(Beginning of Material for the task)

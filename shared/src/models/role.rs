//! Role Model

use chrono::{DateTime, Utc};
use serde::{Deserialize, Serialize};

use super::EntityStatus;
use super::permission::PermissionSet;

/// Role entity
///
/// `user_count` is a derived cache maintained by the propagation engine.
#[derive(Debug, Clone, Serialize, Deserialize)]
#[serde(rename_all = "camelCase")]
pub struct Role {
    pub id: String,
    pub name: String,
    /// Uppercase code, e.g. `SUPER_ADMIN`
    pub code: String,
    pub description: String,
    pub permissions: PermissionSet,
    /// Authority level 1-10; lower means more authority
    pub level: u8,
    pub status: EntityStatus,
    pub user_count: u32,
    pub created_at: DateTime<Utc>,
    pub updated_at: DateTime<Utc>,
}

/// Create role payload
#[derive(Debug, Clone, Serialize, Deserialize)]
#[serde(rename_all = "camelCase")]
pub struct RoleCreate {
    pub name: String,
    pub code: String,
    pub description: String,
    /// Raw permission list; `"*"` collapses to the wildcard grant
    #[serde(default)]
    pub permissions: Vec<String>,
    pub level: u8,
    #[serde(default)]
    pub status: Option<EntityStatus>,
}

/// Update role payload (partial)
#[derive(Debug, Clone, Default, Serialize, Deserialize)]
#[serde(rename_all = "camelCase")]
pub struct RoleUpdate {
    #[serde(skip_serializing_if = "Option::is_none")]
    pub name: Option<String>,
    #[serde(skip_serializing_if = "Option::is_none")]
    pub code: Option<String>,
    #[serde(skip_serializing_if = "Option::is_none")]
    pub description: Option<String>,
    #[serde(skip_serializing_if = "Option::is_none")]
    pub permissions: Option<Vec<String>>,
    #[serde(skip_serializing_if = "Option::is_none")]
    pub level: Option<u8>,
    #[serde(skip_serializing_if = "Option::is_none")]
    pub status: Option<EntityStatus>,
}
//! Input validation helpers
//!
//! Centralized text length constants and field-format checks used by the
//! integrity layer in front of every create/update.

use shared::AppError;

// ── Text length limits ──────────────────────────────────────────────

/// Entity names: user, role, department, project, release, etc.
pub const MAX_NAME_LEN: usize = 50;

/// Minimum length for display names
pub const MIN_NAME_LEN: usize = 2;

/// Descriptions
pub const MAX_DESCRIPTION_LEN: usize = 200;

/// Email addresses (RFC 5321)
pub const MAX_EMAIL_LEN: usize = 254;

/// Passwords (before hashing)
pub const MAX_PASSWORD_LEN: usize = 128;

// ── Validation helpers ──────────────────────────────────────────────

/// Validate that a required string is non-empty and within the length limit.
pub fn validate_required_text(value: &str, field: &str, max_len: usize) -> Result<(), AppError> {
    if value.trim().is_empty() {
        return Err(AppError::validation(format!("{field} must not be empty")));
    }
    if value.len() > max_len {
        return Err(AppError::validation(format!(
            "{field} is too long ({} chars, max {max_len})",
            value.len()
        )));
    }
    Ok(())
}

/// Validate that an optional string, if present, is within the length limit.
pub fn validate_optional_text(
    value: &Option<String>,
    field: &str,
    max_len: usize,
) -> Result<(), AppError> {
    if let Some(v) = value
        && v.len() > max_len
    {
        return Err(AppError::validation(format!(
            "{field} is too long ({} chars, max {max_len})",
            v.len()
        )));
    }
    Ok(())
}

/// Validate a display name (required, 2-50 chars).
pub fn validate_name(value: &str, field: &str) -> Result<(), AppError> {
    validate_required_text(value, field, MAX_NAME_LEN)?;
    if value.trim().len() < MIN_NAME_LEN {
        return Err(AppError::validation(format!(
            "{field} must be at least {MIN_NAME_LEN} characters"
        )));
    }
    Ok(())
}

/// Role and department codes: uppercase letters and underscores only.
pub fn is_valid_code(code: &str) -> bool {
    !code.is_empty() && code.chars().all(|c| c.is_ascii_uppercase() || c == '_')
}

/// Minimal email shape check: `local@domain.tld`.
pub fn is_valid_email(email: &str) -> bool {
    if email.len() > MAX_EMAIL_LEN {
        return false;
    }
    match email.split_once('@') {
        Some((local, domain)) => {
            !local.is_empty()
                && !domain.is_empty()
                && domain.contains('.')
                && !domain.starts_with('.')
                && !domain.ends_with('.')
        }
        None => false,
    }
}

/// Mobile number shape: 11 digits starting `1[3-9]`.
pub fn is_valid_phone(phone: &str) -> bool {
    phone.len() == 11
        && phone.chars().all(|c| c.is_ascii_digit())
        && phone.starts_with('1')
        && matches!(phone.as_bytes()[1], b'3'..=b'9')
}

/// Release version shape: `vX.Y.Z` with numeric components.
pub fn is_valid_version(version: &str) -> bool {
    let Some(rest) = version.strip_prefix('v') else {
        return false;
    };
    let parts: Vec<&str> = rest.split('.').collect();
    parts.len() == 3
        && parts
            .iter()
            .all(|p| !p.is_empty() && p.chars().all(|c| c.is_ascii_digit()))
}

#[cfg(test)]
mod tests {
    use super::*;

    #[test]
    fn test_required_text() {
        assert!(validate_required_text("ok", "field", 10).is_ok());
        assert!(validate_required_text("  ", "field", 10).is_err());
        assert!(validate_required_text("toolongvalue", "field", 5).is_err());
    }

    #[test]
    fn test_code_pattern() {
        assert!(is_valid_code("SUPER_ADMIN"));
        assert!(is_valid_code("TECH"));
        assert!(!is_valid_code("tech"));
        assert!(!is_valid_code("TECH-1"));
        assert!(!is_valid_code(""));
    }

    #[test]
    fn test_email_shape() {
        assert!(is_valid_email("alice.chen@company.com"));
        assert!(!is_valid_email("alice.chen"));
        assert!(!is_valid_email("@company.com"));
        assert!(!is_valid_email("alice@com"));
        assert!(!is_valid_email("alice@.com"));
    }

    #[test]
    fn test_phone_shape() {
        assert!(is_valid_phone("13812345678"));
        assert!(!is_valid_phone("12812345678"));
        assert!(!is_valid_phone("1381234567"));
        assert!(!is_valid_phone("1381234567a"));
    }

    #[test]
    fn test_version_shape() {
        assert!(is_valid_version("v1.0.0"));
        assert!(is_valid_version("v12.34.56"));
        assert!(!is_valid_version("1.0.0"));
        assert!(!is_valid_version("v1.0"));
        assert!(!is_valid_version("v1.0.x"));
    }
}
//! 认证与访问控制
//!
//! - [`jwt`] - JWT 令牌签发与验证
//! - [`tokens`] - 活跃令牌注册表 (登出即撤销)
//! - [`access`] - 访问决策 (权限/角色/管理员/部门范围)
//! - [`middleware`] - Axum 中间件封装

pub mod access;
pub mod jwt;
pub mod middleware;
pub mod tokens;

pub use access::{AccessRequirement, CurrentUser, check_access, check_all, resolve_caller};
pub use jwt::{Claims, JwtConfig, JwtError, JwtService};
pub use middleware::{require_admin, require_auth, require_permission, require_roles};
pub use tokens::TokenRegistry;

(End of Material for the task)
(Beginning of Material for the task)

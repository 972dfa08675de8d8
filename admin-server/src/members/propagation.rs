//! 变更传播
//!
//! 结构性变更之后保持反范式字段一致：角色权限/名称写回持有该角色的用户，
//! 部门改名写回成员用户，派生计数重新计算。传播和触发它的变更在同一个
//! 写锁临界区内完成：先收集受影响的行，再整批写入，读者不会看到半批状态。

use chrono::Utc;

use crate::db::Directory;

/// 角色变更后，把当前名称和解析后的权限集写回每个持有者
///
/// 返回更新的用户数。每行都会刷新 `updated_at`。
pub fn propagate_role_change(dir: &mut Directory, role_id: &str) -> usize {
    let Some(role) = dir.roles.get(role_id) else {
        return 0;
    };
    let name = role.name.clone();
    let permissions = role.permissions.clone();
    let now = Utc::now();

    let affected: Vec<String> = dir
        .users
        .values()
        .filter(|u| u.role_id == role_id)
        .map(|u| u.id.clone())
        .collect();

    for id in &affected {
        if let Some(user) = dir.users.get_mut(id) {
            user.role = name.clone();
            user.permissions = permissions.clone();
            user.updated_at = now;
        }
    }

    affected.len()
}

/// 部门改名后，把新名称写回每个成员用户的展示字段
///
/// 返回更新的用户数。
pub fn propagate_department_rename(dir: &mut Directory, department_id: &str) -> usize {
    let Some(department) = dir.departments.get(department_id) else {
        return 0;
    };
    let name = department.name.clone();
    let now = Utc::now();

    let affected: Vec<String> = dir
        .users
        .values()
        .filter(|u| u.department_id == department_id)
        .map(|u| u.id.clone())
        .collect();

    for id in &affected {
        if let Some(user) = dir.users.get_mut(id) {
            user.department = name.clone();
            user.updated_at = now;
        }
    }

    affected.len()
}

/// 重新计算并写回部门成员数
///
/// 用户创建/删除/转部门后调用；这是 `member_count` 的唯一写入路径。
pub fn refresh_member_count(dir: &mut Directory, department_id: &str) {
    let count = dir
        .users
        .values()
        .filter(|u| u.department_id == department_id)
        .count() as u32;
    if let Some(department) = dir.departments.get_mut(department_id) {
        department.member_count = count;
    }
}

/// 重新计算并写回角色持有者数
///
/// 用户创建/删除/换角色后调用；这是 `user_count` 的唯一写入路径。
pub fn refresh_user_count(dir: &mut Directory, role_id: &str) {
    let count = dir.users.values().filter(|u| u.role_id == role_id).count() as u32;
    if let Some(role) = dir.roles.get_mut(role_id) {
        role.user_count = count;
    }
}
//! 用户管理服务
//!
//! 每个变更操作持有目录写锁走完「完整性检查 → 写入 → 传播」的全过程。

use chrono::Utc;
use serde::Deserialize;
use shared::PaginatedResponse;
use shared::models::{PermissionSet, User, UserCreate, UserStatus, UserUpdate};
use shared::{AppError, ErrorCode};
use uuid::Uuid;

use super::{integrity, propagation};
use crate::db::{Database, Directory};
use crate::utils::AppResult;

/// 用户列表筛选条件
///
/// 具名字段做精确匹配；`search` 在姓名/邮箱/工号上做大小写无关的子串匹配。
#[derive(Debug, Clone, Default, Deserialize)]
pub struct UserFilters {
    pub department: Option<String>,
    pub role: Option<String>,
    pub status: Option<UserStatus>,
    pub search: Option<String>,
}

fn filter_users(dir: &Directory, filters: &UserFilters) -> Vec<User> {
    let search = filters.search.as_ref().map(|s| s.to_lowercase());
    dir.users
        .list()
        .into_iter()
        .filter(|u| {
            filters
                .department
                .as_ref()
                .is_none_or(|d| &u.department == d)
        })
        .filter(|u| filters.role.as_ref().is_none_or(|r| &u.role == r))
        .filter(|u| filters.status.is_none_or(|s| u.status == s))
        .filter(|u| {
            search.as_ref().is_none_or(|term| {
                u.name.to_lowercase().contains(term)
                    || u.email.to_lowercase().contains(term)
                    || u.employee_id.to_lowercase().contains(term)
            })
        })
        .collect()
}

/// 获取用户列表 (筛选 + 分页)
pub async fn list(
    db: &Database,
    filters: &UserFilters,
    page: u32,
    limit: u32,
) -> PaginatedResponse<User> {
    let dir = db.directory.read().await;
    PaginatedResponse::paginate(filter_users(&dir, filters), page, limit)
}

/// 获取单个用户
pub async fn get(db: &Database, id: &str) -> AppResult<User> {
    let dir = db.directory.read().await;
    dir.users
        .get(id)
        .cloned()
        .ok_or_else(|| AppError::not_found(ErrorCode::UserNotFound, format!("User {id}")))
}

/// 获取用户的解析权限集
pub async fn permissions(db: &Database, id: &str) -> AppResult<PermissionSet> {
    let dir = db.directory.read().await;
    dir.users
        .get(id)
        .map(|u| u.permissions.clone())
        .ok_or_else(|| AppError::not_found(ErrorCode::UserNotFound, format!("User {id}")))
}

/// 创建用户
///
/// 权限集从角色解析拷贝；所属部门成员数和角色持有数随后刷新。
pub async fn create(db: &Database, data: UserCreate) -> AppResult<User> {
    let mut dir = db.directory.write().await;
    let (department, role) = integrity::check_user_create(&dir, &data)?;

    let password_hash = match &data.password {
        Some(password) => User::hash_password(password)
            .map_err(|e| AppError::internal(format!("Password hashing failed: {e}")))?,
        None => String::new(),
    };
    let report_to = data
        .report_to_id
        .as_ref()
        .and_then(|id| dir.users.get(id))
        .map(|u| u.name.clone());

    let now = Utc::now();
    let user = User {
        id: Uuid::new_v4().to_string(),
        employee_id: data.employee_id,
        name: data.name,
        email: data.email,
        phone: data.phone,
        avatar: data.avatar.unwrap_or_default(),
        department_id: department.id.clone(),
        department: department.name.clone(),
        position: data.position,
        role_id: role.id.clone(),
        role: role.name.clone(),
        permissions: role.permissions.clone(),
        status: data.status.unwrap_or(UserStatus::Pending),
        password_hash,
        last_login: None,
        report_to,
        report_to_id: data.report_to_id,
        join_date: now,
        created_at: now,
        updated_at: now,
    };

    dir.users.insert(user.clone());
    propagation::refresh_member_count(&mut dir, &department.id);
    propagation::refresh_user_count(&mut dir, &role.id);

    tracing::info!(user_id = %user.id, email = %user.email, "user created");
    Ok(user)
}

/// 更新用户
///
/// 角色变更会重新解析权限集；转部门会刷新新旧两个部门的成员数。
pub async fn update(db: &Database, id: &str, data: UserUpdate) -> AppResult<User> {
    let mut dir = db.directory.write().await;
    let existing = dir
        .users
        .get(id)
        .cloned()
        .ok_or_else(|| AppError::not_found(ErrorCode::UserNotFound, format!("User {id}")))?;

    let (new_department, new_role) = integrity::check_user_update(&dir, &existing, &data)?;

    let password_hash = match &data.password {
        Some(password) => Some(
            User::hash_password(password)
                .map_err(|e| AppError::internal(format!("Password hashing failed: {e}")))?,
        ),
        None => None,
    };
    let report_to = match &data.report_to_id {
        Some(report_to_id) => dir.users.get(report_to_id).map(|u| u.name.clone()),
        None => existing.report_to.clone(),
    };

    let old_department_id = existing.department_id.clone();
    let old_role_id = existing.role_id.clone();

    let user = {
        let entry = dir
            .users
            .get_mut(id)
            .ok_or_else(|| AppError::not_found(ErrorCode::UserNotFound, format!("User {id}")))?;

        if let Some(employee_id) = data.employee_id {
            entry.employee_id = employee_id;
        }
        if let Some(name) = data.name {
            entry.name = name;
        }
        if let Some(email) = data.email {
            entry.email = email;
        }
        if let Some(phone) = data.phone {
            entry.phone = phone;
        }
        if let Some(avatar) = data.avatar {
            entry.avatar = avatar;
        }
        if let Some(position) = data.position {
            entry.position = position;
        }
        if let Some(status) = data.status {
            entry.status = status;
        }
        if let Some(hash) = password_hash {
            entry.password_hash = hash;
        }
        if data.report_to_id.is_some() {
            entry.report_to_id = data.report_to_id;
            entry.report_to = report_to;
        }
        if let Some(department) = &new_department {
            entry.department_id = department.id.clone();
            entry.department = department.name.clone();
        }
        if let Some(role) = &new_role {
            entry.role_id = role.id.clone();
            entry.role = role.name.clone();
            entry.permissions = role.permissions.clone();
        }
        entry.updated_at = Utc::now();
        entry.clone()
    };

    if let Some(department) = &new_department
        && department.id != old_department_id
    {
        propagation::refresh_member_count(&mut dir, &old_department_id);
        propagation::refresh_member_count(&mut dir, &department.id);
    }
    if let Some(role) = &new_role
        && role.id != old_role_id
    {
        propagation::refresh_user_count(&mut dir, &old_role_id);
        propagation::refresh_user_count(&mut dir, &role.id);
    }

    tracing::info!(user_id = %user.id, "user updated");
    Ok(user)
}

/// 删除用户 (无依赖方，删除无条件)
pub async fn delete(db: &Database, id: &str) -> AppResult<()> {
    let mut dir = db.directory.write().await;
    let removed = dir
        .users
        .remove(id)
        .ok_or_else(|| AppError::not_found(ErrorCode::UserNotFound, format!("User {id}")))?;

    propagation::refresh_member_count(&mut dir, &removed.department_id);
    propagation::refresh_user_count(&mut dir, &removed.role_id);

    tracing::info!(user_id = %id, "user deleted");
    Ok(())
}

(End of Material for the task)

▶ Required action
The expected output is each line of the records above that includes the word "rest".

▶ Result
    let Some(rest) = version.strip_prefix('v') else {
    let parts: Vec<&str> = rest.split('.').collect();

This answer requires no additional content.